At 45,000km, it is the world’s largest subsea cable network and will connect 33 countries with 46 landing points in Europe and Asia.
First announced in 2020, the consortium behind the cable comprises eight partners: China Mobile International, Baobab, center3, Meta, Orange, Telecom Egypt, Vodafone, and WIOCC.
An extension to the original 2Africa cable, known as 2Africa Pearls, was announced in 2021, with plans for further landing points in Oman, UAE, Qatar, Bahrain, Kuwait, Iraq, Pakistan, India, and Saudi Arabia.
Airtel was confirmed as the landing partner for the Indian branch in 2022.
The cable brings more than 100Tbps of capacity to India, with Airtel adding that the landing has allowed the company to diversify its global network for India’s future digital growth ambitions.
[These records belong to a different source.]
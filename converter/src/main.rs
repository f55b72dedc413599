//! csvw2rdf CLI - Convert CSV files and list exports to RDF
//!
//! # Main Commands
//!
//! ```bash
//! csvw2rdf convert input.csv --base http://example.org/t   # Convert to N-Triples
//! csvw2rdf convert list.json --profile profile.json -o out.nt
//! ```
//!
//! # Helper Commands
//!
//! ```bash
//! csvw2rdf parse input.csv         # Just parse the source to JSON
//! csvw2rdf example-profile         # Show an example conversion profile
//! csvw2rdf handlers                # Show available cell handlers
//! ```

use clap::{Parser, Subcommand};
use csvw2rdf::parser::format_delimiter;
use csvw2rdf::{
    convert_file, example_profile, handlers_description, parse_file, ConversionProfile,
    ConvertOptions, ErrorPolicy, Mode,
};
use std::fs;
use std::io::{self, BufWriter};
use std::path::{Path, PathBuf};
use tracing_subscriber::EnvFilter;

#[derive(Parser)]
#[command(name = "csvw2rdf", version)]
#[command(about = "Convert tabular data to RDF following CSV on the Web", long_about = None)]
struct Cli {
    /// Log progress (RUST_LOG overrides the level)
    #[arg(short, long, global = true, conflicts_with = "quiet")]
    verbose: bool,

    /// Disable logging
    #[arg(short, long, global = true)]
    quiet: bool,

    #[command(subcommand)]
    command: Commands,
}

#[derive(Subcommand)]
enum Commands {
    /// Convert a CSV file or JSON list export to N-Triples
    Convert {
        /// Input file (.json for list exports, CSV otherwise)
        input: PathBuf,

        /// Table URL; predicates become <URL>#<column>
        #[arg(short, long, env = "CSVW2RDF_BASE_URL")]
        base: Option<String>,

        /// Output mode: minimal or standard
        #[arg(short, long, env = "CSVW2RDF_MODE")]
        mode: Option<Mode>,

        /// Conversion profile (JSON)
        #[arg(short, long)]
        profile: Option<PathBuf>,

        /// Table node IRI (standard mode)
        #[arg(long)]
        table_id: Option<String>,

        /// Table group node IRI (standard mode)
        #[arg(long)]
        group_id: Option<String>,

        /// CSV delimiter (auto-detect if not specified)
        #[arg(short, long)]
        delimiter: Option<char>,

        /// Skip cells that cannot be converted instead of aborting
        #[arg(long)]
        skip_invalid: bool,

        /// Keep duplicate statements
        #[arg(long)]
        keep_duplicates: bool,

        /// Output file (default: stdout)
        #[arg(short, long)]
        output: Option<PathBuf>,
    },

    /// Parse a source file and output the table as JSON
    Parse {
        /// Input file
        input: PathBuf,

        /// CSV delimiter (auto-detect if not specified)
        #[arg(short, long)]
        delimiter: Option<char>,

        /// Output file (default: stdout)
        #[arg(short, long)]
        output: Option<PathBuf>,
    },

    /// Show example conversion profile
    ExampleProfile,

    /// Show available cell handlers
    Handlers,
}

fn main() {
    // Load .env file (if present)
    dotenvy::dotenv().ok();

    let cli = Cli::parse();
    init_tracing(cli.verbose, cli.quiet);

    let result = match cli.command {
        Commands::Convert {
            input,
            base,
            mode,
            profile,
            table_id,
            group_id,
            delimiter,
            skip_invalid,
            keep_duplicates,
            output,
        } => {
            let options = ConvertOptions {
                mode,
                base_url: base,
                table_id,
                group_id,
                on_error: skip_invalid.then_some(ErrorPolicy::Skip),
                distinct: !keep_duplicates,
                delimiter,
                blank_prefix: None,
            };
            cmd_convert(&input, &options, profile.as_deref(), output.as_deref())
        }

        Commands::Parse {
            input,
            delimiter,
            output,
        } => cmd_parse(&input, delimiter, output.as_deref()),

        Commands::ExampleProfile => cmd_example_profile(),

        Commands::Handlers => cmd_handlers(),
    };

    if let Err(e) = result {
        eprintln!("Error: {}", e);
        std::process::exit(1);
    }
}

fn init_tracing(verbose: bool, quiet: bool) {
    let filter = if quiet {
        EnvFilter::new("off")
    } else if verbose {
        EnvFilter::try_from_default_env().unwrap_or_else(|_| EnvFilter::new("info"))
    } else {
        EnvFilter::new("warn")
    };

    tracing_subscriber::fmt()
        .with_env_filter(filter)
        .with_writer(io::stderr)
        .with_target(false)
        .init();
}

fn cmd_convert(
    input: &Path,
    options: &ConvertOptions,
    profile_path: Option<&Path>,
    output: Option<&Path>,
) -> Result<(), Box<dyn std::error::Error>> {
    eprintln!("📄 Converting: {}", input.display());

    let profile = profile_path.map(ConversionProfile::load).transpose()?;
    if let Some(path) = profile_path {
        eprintln!("   Profile: {}", path.display());
    }

    let result = convert_file(input, options, profile.as_ref())?;

    let info = &result.source_info;
    eprintln!("   Format: {}", info.format);
    eprintln!("   Encoding: {}", info.encoding);
    if let Some(d) = info.delimiter {
        eprintln!("   Delimiter: '{}'", format_delimiter(d));
    }
    eprintln!("   Rows: {}", info.row_count);
    eprintln!("   Columns: {}", info.columns.join(", "));
    eprintln!("   Mode: {}", result.mode);

    eprintln!("\n⚙️  {}", result.report.summary());
    if !result.report.is_complete() {
        eprintln!("   Skipped cells:");
        for cell in result.report.skipped.iter().take(5) {
            eprintln!("     - row {}, column '{}': {}", cell.row, cell.column, cell.reason);
        }
        if result.report.skipped.len() > 5 {
            eprintln!("     ... +{}", result.report.skipped.len() - 5);
        }
    }
    if result.duplicates_removed > 0 {
        eprintln!("   Duplicates removed: {}", result.duplicates_removed);
    }

    let written = match output {
        Some(path) => {
            let written = result.write_ntriples_file(path)?;
            eprintln!("💾 Output written to: {}", path.display());
            written
        }
        None => result.write_ntriples(BufWriter::new(io::stdout().lock()))?,
    };

    eprintln!("\n✨ Done! {} triples", written);
    Ok(())
}

fn cmd_parse(
    input: &Path,
    delimiter: Option<char>,
    output: Option<&Path>,
) -> Result<(), Box<dyn std::error::Error>> {
    eprintln!("📄 Parsing: {}", input.display());

    let result = parse_file(input, delimiter)?;

    eprintln!("   Format: {}", result.format);
    eprintln!("   Encoding: {}", result.encoding);
    if let Some(used) = result.delimiter {
        eprintln!(
            "   Delimiter: '{}'{}",
            format_delimiter(used),
            if delimiter.is_none() { " (auto-detected)" } else { "" }
        );
    }
    eprintln!("   Columns: {}", result.headers().join(", "));
    eprintln!("✅ Parsed {} rows", result.table.row_count());

    let json = serde_json::to_string_pretty(&result.table)?;
    write_output(&json, output)?;

    Ok(())
}

fn cmd_example_profile() -> Result<(), Box<dyn std::error::Error>> {
    let profile = example_profile();
    let json = profile.to_json()?;
    println!("{}", json);
    Ok(())
}

fn cmd_handlers() -> Result<(), Box<dyn std::error::Error>> {
    println!("{}", handlers_description());
    Ok(())
}

fn write_output(content: &str, path: Option<&Path>) -> Result<(), Box<dyn std::error::Error>> {
    match path {
        Some(p) => {
            fs::write(p, content)?;
            eprintln!("💾 Output written to: {}", p.display());
        }
        None => {
            println!("{}", content);
        }
    }
    Ok(())
}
Sharat Sinha, director and CEO of Airtel Business, said: “We are thrilled to bring the 2Africa Pearls cable to India, adding to our network resilience. We are aggressively diversifying our global network and recently landed the SEA-WE-ME-6 cable in Chennai and Mumbai. We will continue investing in global cable systems and future-proof our network with an aim to deliver high uptime, reliability, and superior quality network to our customers.”
Airtel’s global network spans more than 400,000km across 50 countries and five continents. The company has investments in 34 cables globally, with some of the recent ones including SJC2 and Equiano.
Mumbai is a hotbed for subsea cables, with the AAE-1, BBG, EIG, Falcon, FLAG, IAX, MIST, and Sea-Me-We-4 cables landing in the city. Besides Airtel’s cable landing station, Reliance Globalcom and Tata Communications each own one cable landing station in Mumbai.